YOUR OBJECTIVE » In the records that follow, find each line containing "struct" and copy it.

DATA »
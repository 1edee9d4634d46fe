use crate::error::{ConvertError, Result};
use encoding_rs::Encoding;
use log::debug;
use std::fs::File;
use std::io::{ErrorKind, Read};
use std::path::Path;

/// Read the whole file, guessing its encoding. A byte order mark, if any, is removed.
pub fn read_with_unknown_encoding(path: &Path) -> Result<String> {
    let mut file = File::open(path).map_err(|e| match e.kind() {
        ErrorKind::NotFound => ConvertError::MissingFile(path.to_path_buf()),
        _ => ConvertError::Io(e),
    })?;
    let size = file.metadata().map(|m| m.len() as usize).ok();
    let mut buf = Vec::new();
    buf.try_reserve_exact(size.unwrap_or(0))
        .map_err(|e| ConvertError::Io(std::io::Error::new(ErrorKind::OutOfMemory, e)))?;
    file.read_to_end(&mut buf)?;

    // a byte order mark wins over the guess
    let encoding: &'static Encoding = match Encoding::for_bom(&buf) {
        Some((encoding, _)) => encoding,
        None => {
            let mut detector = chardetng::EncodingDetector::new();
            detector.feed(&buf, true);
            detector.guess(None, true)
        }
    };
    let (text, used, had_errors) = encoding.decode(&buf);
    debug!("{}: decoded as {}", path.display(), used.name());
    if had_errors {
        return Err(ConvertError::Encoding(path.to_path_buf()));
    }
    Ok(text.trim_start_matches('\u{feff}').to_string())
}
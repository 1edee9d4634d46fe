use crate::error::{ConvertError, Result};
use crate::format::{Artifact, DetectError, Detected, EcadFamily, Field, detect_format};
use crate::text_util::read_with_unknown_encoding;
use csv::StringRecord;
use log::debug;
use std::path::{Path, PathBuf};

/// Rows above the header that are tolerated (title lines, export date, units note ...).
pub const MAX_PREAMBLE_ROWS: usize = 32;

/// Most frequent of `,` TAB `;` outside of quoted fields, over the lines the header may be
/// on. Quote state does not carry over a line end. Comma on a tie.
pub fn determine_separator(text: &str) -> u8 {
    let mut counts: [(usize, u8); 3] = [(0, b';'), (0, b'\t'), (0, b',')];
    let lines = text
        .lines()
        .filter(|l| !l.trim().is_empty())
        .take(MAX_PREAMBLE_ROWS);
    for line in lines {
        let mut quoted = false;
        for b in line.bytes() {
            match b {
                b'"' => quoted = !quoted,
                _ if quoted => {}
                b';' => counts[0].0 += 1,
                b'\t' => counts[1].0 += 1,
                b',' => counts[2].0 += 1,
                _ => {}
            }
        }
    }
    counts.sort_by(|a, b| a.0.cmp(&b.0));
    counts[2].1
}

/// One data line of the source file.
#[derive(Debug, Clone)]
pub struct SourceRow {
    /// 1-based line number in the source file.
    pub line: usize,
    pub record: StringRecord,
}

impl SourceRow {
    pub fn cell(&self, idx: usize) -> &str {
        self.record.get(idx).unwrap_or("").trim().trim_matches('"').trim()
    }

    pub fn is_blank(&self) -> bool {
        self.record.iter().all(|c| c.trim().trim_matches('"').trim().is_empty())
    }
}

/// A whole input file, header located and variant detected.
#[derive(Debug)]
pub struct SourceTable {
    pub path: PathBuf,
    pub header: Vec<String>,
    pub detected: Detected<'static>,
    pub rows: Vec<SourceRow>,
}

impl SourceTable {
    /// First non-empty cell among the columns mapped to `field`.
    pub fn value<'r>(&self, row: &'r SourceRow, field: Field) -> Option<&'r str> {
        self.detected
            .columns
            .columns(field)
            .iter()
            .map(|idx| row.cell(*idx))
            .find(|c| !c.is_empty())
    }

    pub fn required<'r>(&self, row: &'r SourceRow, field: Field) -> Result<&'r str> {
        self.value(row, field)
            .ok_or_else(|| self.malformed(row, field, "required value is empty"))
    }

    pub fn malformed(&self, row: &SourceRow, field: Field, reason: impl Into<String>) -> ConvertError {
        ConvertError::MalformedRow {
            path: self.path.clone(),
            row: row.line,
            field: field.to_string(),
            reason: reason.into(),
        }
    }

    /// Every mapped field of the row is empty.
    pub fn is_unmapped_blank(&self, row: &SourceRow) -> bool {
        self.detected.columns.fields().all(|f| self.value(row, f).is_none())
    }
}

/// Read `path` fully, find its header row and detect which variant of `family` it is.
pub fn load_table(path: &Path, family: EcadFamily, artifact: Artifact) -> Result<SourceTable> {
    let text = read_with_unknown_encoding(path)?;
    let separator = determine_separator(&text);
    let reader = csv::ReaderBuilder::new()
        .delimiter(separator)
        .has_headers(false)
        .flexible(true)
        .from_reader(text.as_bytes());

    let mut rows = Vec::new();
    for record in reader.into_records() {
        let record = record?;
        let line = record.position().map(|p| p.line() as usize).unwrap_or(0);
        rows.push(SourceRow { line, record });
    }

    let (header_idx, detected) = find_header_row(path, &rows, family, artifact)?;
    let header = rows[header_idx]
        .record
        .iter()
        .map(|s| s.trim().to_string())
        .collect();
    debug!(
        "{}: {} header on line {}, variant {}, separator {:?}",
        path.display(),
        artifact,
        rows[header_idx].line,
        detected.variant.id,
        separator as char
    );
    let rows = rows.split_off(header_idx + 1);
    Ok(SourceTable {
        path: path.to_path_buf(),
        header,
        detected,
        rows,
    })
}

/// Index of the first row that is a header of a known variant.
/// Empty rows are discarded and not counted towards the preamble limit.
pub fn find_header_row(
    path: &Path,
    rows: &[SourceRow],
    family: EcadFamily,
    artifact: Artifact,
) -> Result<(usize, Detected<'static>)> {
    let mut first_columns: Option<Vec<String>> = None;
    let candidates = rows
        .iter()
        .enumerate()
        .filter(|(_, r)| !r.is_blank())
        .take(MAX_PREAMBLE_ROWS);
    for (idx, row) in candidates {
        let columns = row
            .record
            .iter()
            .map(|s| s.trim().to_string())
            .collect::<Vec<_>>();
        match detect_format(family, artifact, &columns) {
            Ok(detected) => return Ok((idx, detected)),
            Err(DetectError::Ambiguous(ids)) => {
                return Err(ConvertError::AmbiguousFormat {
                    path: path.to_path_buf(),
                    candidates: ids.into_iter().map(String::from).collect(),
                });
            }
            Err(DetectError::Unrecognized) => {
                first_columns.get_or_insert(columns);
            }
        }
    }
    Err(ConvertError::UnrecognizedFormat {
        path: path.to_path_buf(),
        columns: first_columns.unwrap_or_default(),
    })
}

---

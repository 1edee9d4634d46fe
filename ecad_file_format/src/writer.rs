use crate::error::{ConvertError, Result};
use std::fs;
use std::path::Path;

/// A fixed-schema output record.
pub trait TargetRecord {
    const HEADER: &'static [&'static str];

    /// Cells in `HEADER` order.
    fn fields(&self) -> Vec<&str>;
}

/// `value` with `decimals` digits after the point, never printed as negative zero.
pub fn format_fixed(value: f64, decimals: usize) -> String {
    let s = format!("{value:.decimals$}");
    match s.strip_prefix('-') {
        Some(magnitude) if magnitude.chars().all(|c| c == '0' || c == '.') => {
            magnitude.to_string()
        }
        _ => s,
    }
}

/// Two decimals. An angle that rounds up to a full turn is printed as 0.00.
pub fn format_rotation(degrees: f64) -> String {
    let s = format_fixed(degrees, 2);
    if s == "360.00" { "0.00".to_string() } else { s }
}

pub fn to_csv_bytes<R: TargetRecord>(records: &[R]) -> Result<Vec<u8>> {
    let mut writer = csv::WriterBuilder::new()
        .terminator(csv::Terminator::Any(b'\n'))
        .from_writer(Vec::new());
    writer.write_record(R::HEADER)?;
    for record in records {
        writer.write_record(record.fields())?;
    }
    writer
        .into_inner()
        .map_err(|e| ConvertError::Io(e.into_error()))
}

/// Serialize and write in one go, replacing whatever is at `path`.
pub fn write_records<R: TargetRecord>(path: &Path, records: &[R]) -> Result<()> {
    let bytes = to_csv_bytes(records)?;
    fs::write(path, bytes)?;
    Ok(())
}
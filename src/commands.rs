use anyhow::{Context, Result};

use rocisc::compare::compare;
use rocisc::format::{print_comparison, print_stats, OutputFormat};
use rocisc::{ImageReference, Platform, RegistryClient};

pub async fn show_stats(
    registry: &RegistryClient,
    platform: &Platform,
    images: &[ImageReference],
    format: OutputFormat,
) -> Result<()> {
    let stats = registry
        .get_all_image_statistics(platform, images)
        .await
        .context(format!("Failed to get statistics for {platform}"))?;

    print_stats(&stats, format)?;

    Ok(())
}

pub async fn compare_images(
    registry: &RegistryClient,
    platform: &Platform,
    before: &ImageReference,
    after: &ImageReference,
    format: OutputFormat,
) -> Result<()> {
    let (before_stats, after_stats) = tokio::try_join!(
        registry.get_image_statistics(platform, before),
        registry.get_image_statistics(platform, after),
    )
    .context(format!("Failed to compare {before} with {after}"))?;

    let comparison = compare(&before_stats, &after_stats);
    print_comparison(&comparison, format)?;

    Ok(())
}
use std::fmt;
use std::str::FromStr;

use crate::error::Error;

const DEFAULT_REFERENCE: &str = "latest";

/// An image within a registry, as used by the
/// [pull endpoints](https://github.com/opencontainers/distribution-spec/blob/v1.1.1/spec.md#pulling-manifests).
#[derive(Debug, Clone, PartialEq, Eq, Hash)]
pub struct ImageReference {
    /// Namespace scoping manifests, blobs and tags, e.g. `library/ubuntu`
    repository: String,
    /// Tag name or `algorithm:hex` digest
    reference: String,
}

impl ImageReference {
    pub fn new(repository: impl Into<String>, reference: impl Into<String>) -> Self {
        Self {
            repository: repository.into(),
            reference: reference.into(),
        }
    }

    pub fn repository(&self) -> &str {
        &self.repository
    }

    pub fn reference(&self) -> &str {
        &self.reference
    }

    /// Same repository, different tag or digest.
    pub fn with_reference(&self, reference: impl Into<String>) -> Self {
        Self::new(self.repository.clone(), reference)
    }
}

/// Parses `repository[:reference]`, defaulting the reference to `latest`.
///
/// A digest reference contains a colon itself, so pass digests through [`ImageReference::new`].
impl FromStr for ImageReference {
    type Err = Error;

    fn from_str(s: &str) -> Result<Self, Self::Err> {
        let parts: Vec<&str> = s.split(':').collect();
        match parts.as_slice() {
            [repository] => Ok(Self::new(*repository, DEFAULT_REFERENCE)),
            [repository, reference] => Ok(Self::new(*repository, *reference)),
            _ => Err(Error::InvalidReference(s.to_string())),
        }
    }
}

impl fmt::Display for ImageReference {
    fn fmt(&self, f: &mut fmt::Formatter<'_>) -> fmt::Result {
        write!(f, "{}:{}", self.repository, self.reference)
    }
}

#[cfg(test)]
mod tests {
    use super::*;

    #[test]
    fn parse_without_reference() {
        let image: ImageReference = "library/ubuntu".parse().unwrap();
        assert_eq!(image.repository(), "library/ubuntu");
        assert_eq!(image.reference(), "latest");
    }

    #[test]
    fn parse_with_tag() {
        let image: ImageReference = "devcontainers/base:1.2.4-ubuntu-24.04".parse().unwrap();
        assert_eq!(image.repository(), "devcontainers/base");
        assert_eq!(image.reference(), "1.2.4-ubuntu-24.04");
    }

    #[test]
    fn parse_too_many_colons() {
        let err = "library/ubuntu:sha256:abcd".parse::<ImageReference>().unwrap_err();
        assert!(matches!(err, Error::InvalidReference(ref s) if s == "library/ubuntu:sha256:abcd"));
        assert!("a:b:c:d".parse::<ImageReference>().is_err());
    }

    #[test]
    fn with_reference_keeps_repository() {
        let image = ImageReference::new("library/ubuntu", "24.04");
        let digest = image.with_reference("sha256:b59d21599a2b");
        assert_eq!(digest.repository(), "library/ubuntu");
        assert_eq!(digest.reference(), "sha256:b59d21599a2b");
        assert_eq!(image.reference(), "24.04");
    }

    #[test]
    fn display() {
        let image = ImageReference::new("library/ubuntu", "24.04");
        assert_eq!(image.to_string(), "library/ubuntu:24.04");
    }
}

RESPONSE TO THE EXERCISE »
pub struct SourceRow {
pub struct SourceTable {
pub struct ImageReference {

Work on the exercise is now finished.